● **Record extracts**
+--

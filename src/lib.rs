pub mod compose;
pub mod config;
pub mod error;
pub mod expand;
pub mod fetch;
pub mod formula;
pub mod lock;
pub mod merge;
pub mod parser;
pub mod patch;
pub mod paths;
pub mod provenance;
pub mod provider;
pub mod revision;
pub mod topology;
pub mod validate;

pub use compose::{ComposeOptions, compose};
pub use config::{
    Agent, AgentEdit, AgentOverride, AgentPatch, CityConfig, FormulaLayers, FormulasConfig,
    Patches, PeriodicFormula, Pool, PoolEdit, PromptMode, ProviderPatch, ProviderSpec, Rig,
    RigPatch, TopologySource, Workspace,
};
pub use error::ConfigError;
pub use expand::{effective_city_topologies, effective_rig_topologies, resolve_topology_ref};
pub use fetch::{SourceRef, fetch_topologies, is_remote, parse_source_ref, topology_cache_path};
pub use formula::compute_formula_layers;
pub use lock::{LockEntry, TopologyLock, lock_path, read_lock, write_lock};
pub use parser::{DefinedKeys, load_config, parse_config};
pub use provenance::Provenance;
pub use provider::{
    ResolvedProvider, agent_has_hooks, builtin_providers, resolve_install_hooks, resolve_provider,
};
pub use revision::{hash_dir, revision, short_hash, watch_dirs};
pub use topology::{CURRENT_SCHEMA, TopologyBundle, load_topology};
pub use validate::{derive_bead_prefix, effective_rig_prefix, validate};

+--

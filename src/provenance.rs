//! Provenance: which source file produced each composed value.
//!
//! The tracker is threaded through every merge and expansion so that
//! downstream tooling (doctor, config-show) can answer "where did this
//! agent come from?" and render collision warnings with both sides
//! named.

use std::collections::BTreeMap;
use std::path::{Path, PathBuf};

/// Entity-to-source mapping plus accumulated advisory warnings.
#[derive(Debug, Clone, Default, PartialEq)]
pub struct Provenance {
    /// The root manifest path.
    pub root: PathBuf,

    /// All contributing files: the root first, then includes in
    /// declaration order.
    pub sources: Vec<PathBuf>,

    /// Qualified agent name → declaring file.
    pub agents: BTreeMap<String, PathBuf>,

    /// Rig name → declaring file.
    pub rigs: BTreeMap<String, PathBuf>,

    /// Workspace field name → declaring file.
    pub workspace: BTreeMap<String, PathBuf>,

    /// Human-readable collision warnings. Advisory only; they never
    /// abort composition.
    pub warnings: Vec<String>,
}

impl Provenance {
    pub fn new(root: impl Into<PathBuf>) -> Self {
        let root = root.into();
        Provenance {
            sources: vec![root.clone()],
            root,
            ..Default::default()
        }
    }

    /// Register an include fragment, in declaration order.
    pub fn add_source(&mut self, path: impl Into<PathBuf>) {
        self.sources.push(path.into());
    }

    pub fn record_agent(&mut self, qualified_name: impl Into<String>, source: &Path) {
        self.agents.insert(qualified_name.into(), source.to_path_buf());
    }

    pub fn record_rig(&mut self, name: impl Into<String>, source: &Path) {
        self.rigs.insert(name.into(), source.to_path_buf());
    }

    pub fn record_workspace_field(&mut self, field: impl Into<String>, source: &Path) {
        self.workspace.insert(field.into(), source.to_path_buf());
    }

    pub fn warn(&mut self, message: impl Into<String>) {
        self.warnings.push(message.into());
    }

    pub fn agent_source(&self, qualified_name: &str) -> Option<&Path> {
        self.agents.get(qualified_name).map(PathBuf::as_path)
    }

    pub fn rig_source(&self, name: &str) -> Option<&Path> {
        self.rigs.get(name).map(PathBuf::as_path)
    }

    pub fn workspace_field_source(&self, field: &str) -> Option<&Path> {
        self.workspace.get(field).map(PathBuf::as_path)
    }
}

+--

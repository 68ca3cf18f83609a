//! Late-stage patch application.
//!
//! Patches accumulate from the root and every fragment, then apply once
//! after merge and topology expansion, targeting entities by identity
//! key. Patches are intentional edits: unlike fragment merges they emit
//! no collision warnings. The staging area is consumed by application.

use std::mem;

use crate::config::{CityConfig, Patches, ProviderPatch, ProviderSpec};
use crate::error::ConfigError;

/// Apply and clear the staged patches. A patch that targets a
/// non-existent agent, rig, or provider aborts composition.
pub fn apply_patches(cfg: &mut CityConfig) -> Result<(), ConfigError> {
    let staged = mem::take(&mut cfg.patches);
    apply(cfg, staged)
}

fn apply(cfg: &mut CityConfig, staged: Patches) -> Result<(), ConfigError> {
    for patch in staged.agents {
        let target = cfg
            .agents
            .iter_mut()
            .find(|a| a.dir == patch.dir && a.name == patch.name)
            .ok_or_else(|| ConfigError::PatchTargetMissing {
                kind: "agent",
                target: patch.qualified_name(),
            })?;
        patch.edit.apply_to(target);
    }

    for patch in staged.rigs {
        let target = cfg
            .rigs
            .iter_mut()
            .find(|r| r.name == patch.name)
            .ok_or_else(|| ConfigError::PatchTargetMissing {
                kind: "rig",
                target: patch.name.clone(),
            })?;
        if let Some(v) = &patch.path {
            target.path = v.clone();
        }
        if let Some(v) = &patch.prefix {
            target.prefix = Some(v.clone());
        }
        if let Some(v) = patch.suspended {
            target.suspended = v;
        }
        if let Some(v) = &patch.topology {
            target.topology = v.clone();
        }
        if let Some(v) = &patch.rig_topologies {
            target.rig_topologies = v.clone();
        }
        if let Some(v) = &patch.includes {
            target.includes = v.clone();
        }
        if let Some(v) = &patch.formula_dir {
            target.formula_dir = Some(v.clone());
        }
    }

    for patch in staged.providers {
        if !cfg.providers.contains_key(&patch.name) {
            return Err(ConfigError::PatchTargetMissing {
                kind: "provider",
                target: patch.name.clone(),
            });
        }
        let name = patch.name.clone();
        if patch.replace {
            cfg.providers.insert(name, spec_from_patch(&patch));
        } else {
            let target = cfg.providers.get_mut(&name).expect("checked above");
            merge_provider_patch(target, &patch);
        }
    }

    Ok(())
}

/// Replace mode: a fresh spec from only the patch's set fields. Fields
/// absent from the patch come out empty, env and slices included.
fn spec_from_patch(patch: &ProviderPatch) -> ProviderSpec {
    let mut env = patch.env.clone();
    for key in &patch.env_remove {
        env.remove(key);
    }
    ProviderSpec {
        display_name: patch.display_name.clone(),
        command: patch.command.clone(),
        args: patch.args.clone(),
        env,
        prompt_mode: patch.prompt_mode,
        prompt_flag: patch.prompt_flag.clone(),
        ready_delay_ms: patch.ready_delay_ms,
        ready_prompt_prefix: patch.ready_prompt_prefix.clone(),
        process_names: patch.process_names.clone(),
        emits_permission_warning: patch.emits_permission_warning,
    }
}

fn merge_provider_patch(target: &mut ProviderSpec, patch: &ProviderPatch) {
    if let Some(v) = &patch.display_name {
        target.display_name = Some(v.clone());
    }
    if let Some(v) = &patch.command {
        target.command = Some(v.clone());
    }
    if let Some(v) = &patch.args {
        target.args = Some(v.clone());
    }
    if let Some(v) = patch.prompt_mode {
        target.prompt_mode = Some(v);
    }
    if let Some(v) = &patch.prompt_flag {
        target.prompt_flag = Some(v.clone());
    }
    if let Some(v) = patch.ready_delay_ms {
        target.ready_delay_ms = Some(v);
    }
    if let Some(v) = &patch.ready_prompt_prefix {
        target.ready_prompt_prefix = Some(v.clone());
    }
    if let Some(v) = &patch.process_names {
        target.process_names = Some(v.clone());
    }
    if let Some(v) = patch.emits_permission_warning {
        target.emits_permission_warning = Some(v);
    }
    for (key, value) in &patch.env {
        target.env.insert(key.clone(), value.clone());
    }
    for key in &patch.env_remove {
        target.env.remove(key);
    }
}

+--

● **What is expected**
Write down again, exactly as given, only the lines above that fall from the line with "filename src/lib.rs" to the line with "pub use error::ConfigError;", inclusive.

● **Written solution**
filename src/lib.rs
pub mod compose;
pub mod config;
pub mod error;
pub mod expand;
pub mod fetch;
pub mod formula;
pub mod lock;
pub mod merge;
pub mod parser;
pub mod patch;
pub mod paths;
pub mod provenance;
pub mod provider;
pub mod revision;
pub mod topology;
pub mod validate;

pub use compose::{ComposeOptions, compose};
pub use config::{
    Agent, AgentEdit, AgentOverride, AgentPatch, CityConfig, FormulaLayers, FormulasConfig,
    Patches, PeriodicFormula, Pool, PoolEdit, PromptMode, ProviderPatch, ProviderSpec, Rig,
    RigPatch, TopologySource, Workspace,
};
pub use error::ConfigError;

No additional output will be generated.